ISS crew to try U.S. spacesuits Monday

International Space Station (ISS)

The Expedition 12 crew prepared for the mission's first spacewalk and kept the station ship-shape this week. Expedition 12 Commander Bill McArthur and Flight Engineer Valery Tokarev are ready for their mission's first spacewalk which is scheduled for Monday morning.

Station Commander Bill McArthur and Flight Engineer Valery Tokarev reviewed procedures and prepared tools for the spacewalk. It starts at 9:30 a.m. EST, Monday.

The spacewalk is the first using U.S. spacesuits since 2003. During the 5.5 hour spacewalk, the crew will install a TV camera on the station's port truss. The camera will be an important aid during future assembly work. The crew also will remove an old experiment from the top of the P6 truss, the station's highest point. The experiment measured the electrical environment around the station.

The station passed the milestone of five years of human presence aboard the complex.

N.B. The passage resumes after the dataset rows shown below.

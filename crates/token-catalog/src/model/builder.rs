//! Builder API for assembling group snapshots.
//!
//! The external store owns real mutation; these builders only produce plain
//! data, which makes them convenient for one-shot snapshots and test
//! fixtures.
//!
//! # Example
//!
//! ```rust
//! use token_catalog::GroupBuilder;
//!
//! let base = GroupBuilder::new("base")
//!     .color("red", [255.0, 0.0, 0.0])
//!     .dimension("gap-sm", "8px")
//!     .group("motion", |g| g.duration("fade", "200ms"))
//!     .build();
//!
//! assert_eq!(base.token_count(), 3);
//! ```

use crate::model::{FontFamily, FontWeight, Group, ShadowValue, Token};

/// Builder for constructing a [`Group`] with tokens and nested sub-groups.
#[derive(Debug, Clone)]
pub struct GroupBuilder {
    group: Group,
}

impl GroupBuilder {
    /// Creates a new builder for a group with the given name.
    pub fn new(name: impl Into<String>) -> Self {
        Self { group: Group::new(name) }
    }

    /// Replaces the generated group id with an explicit one.
    pub fn id(mut self, id: impl Into<String>) -> Self {
        self.group.id = id.into();
        self
    }

    /// Appends an already-constructed token.
    pub fn token(mut self, token: Token) -> Self {
        self.group.tokens.push(token);
        self
    }

    /// Appends a nested sub-group using a builder function.
    pub fn group<F>(mut self, name: impl Into<String>, f: F) -> Self
    where
        F: FnOnce(GroupBuilder) -> GroupBuilder,
    {
        self.group.groups.push(f(GroupBuilder::new(name)).build());
        self
    }

    // =========================================================================
    // Typed token helpers
    // =========================================================================

    /// Appends a color token.
    pub fn color(self, name: impl Into<String>, channels: [f64; 3]) -> Self {
        self.token(Token::color(name, channels))
    }

    /// Appends a dimension token.
    pub fn dimension(self, name: impl Into<String>, value: impl Into<String>) -> Self {
        self.token(Token::dimension(name, value))
    }

    /// Appends a font-family token.
    pub fn font_family(self, name: impl Into<String>, family: FontFamily) -> Self {
        self.token(Token::font_family(name, family))
    }

    /// Appends a font-weight token.
    pub fn font_weight(self, name: impl Into<String>, weight: FontWeight) -> Self {
        self.token(Token::font_weight(name, weight))
    }

    /// Appends a duration token.
    pub fn duration(self, name: impl Into<String>, value: impl Into<String>) -> Self {
        self.token(Token::duration(name, value))
    }

    /// Appends a cubic-bezier token.
    pub fn cubic_bezier(self, name: impl Into<String>, points: [f64; 4]) -> Self {
        self.token(Token::cubic_bezier(name, points))
    }

    /// Appends a number token.
    pub fn number(self, name: impl Into<String>, value: f64) -> Self {
        self.token(Token::number(name, value))
    }

    /// Appends a shadow token.
    pub fn shadow(self, name: impl Into<String>, shadow: ShadowValue) -> Self {
        self.token(Token::shadow(name, shadow))
    }

    /// Finishes the group.
    pub fn build(self) -> Group {
        self.group
    }
}
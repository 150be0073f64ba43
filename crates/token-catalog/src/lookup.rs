//! First-match token lookup over group collections.
//!
//! Traversal order is the contract here: groups in sequence order, each
//! group's own tokens in sequence order, then its nested sub-groups
//! depth-first, before the next sibling group. The walk is iterative with an
//! explicit stack, so arbitrarily deep trees cannot overflow the call stack.

use rustc_hash::FxHashMap;

use crate::model::{Group, Token};

/// Finds the first token whose `id` equals `token_id`.
///
/// The scan stops at the first match, so later duplicates (a data-integrity
/// violation on the store's side) are never inspected. Absence is a normal
/// outcome and returns `None`; an empty `groups` slice or an id that matches
/// nothing are routine branches for the caller, not errors.
///
/// Returns a borrow into `groups`; nothing is copied or mutated, and no
/// reference is retained past the call. O(total tokens) worst case.
pub fn find_token_by_id<'a>(token_id: &str, groups: &'a [Group]) -> Option<&'a Token> {
    let mut stack: Vec<&'a Group> = Vec::with_capacity(groups.len());
    stack.extend(groups.iter().rev());

    while let Some(group) = stack.pop() {
        if let Some(token) = group.tokens.iter().find(|token| token.id == token_id) {
            return Some(token);
        }
        // Sub-groups go on top of the stack so they are visited before the
        // next sibling group.
        stack.extend(group.groups.iter().rev());
    }

    None
}

/// Transient id → token index for batch lookups.
///
/// Built by the same traversal as [`find_token_by_id`]; when an id occurs
/// more than once, the first occurrence in traversal order wins, so
/// [`TokenIndex::get`] agrees with a fresh linear scan for every id. The
/// index borrows the group slice and is only valid for the snapshot it was
/// built from.
#[derive(Debug, Clone, Default)]
pub struct TokenIndex<'a> {
    by_id: FxHashMap<&'a str, &'a Token>,
}

impl<'a> TokenIndex<'a> {
    /// Builds an index over the given groups.
    pub fn build(groups: &'a [Group]) -> Self {
        let mut by_id: FxHashMap<&'a str, &'a Token> = FxHashMap::default();
        let mut stack: Vec<&'a Group> = Vec::with_capacity(groups.len());
        stack.extend(groups.iter().rev());

        while let Some(group) = stack.pop() {
            for token in &group.tokens {
                // First occurrence in traversal order wins.
                by_id.entry(token.id.as_str()).or_insert(token);
            }
            stack.extend(group.groups.iter().rev());
        }

        Self { by_id }
    }

    /// Looks up a token by id.
    pub fn get(&self, token_id: &str) -> Option<&'a Token> {
        self.by_id.get(token_id).copied()
    }

    /// Number of distinct ids in the index.
    pub fn len(&self) -> usize {
        self.by_id.len()
    }

    /// Returns true if the index holds no tokens.
    pub fn is_empty(&self) -> bool {
        self.by_id.is_empty()
    }
}
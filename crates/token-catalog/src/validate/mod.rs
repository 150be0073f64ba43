//! Shape validation for token values.
//!
//! The sum type makes a mismatched value unrepresentable once constructed;
//! this module covers the untyped boundary, where a declared type tag and a
//! candidate value arrive separately (imports, store snapshots). Validation
//! is a pure function and never mutates its input.

use crate::error::ValidationError;
use crate::model::{Token, TokenType, TokenValue};

/// Verifies that `value` has the shape `token_type` dictates.
///
/// Covers all 8 types with no silently-accepting fallthrough: the check is
/// the variant tag projected by [`TokenValue::token_type`], plus the
/// fine-grained rules of [`TokenValue::is_well_formed`] (a font-family
/// fallback list must be non-empty).
pub fn validate_token_value(
    token_type: TokenType,
    value: &TokenValue,
) -> Result<(), ValidationError> {
    if value.token_type() != token_type || !value.is_well_formed() {
        return Err(ValidationError::TypeValueMismatch {
            token_type,
            expected: token_type.shape_description(),
            actual: value.shape(),
        });
    }
    Ok(())
}

/// Validates a token's value against its own type tag.
///
/// Constructed tokens always pass the tag check by construction; this still
/// rejects fine-grained rule violations such as an empty font stack.
pub fn validate_token(token: &Token) -> Result<(), ValidationError> {
    validate_token_value(token.token_type(), &token.value)
}
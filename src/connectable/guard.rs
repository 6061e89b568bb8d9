//! Single-connection discipline

use super::Connection;
use crate::error::{ErrorHook, LoopError};
use std::sync::atomic::{AtomicBool, Ordering};
use std::sync::{Arc, Mutex, PoisonError};

/// Tracks whether a connectable currently has a live connection.
#[derive(Debug, Clone, Default)]
pub(crate) struct ConnectionSlot {
    connected: Arc<AtomicBool>,
}

impl ConnectionSlot {
    pub(crate) fn acquire(&self) -> Result<SlotLease, LoopError> {
        self.connected
            .compare_exchange(false, true, Ordering::AcqRel, Ordering::Acquire)
            .map_err(|_| LoopError::AlreadyConnected)?;
        Ok(SlotLease {
            connected: self.connected.clone(),
        })
    }
}

/// Frees the slot when dropped.
#[derive(Debug)]
pub(crate) struct SlotLease {
    connected: Arc<AtomicBool>,
}

impl Drop for SlotLease {
    fn drop(&mut self) {
        self.connected.store(false, Ordering::Release);
    }
}

/// Wraps a connection so that dispose is idempotent, releases the slot only
/// after the inner dispose returned, and reports `accept()` after dispose.
pub(crate) struct GuardedConnection<I> {
    inner: Box<dyn Connection<I>>,
    lease: Mutex<Option<SlotLease>>,
    disposed: AtomicBool,
    error_hook: ErrorHook,
}

impl<I> GuardedConnection<I> {
    pub(crate) fn new(
        inner: Box<dyn Connection<I>>,
        lease: Option<SlotLease>,
        error_hook: ErrorHook,
    ) -> Self {
        Self {
            inner,
            lease: Mutex::new(lease),
            disposed: AtomicBool::new(false),
            error_hook,
        }
    }

    fn release(&self) {
        if self.disposed.swap(true, Ordering::AcqRel) {
            return;
        }
        self.inner.dispose();
        let lease = self.lease.lock().unwrap_or_else(PoisonError::into_inner).take();
        drop(lease);
    }
}

impl<I> Connection<I> for GuardedConnection<I> {
    fn accept(&self, input: I) {
        if self.disposed.load(Ordering::Acquire) {
            self.error_hook.report(LoopError::UseAfterDispose);
            return;
        }
        self.inner.accept(input);
    }

    fn dispose(&self) {
        self.release();
    }
}

impl<I> Drop for GuardedConnection<I> {
    fn drop(&mut self) {
        self.release();
    }
}
//! Logging hook around initiate and update

use super::{First, Next};
use std::fmt;

/// Side channel observing every initiate and update call.
///
/// All methods default to doing nothing.
pub trait LoopLogger<M, Ev, Ef>: Send + Sync {
    fn will_initiate(&self, _model: &M) {}
    fn did_initiate(&self, _model: &M, _first: &First<M, Ef>) {}
    fn will_update(&self, _model: &M, _event: &Ev) {}
    fn did_update(&self, _model: &M, _event: &Ev, _next: &Next<M, Ef>) {}
}

#[derive(Debug, Clone, Copy, Default)]
pub struct NoopLogger;

impl<M, Ev, Ef> LoopLogger<M, Ev, Ef> for NoopLogger {}

/// Emits a `debug!` record per callback, tagged with the loop name.
#[derive(Debug, Clone)]
pub struct TracingLogger {
    tag: String,
}

impl TracingLogger {
    pub fn new(tag: impl Into<String>) -> Self {
        Self { tag: tag.into() }
    }
}

impl<M, Ev, Ef> LoopLogger<M, Ev, Ef> for TracingLogger
where
    M: fmt::Debug,
    Ev: fmt::Debug,
    Ef: fmt::Debug,
{
    fn will_initiate(&self, model: &M) {
        tracing::debug!(tag = %self.tag, ?model, "Initializing loop");
    }

    fn did_initiate(&self, _model: &M, first: &First<M, Ef>) {
        tracing::debug!(
            tag = %self.tag,
            model = ?first.model(),
            effects = ?first.effects(),
            "Loop initialized"
        );
    }

    fn will_update(&self, model: &M, event: &Ev) {
        tracing::debug!(tag = %self.tag, ?model, ?event, "Event received");
    }

    fn did_update(&self, _model: &M, event: &Ev, next: &Next<M, Ef>) {
        match next.model() {
            Some(model) => tracing::debug!(
                tag = %self.tag,
                ?event,
                ?model,
                effects = ?next.effects(),
                "Model updated"
            ),
            None => tracing::debug!(
                tag = %self.tag,
                ?event,
                effects = ?next.effects(),
                "Model unchanged"
            ),
        }
    }
}
//! Result of initiation

/// Initial model plus the effects to dispatch as the loop starts.
#[derive(Debug, Clone, PartialEq, Eq)]
pub struct First<M, Ef> {
    model: M,
    effects: Vec<Ef>,
}

impl<M, Ef> First<M, Ef> {
    pub fn first(model: M) -> Self {
        Self {
            model,
            effects: vec![],
        }
    }

    pub fn first_with(model: M, effects: impl IntoIterator<Item = Ef>) -> Self {
        Self::first(model).with_effects(effects)
    }

    #[must_use]
    pub fn with_effect(mut self, effect: Ef) -> Self {
        self.effects.push(effect);
        self
    }

    #[must_use]
    pub fn with_effects(mut self, effects: impl IntoIterator<Item = Ef>) -> Self {
        self.effects.extend(effects);
        self
    }

    pub fn model(&self) -> &M {
        &self.model
    }

    pub fn effects(&self) -> &[Ef] {
        &self.effects
    }

    pub fn has_effects(&self) -> bool {
        !self.effects.is_empty()
    }

    pub fn into_parts(self) -> (M, Vec<Ef>) {
        (self.model, self.effects)
    }
}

The first station crew, Commander Bill Shepherd and cosmonauts Sergei Krikalev and Yuri Gidzenko, arrived at the complex on Nov. 2, 2000.

The crew also focused on hardware maintenance. Monday they disassembled and measured air flow in the Trace Contaminant Control System. It keeps a clean, healthy atmosphere by filtering out contaminants in the air. Engineers noticed a reduction in the air flow, and after the crew examined its components, determined that replacement hardware may need to be delivered on a future supply ship. After reassembling the device, the system is running at a slightly reduced capacity, complemented by a fully operational and complementary system in the Russian segment.

The crew also replaced a faulty pump in a thermal control loop and smoke detectors in the Zvezda Service Module and cleaned ventilation filters in the Zarya module.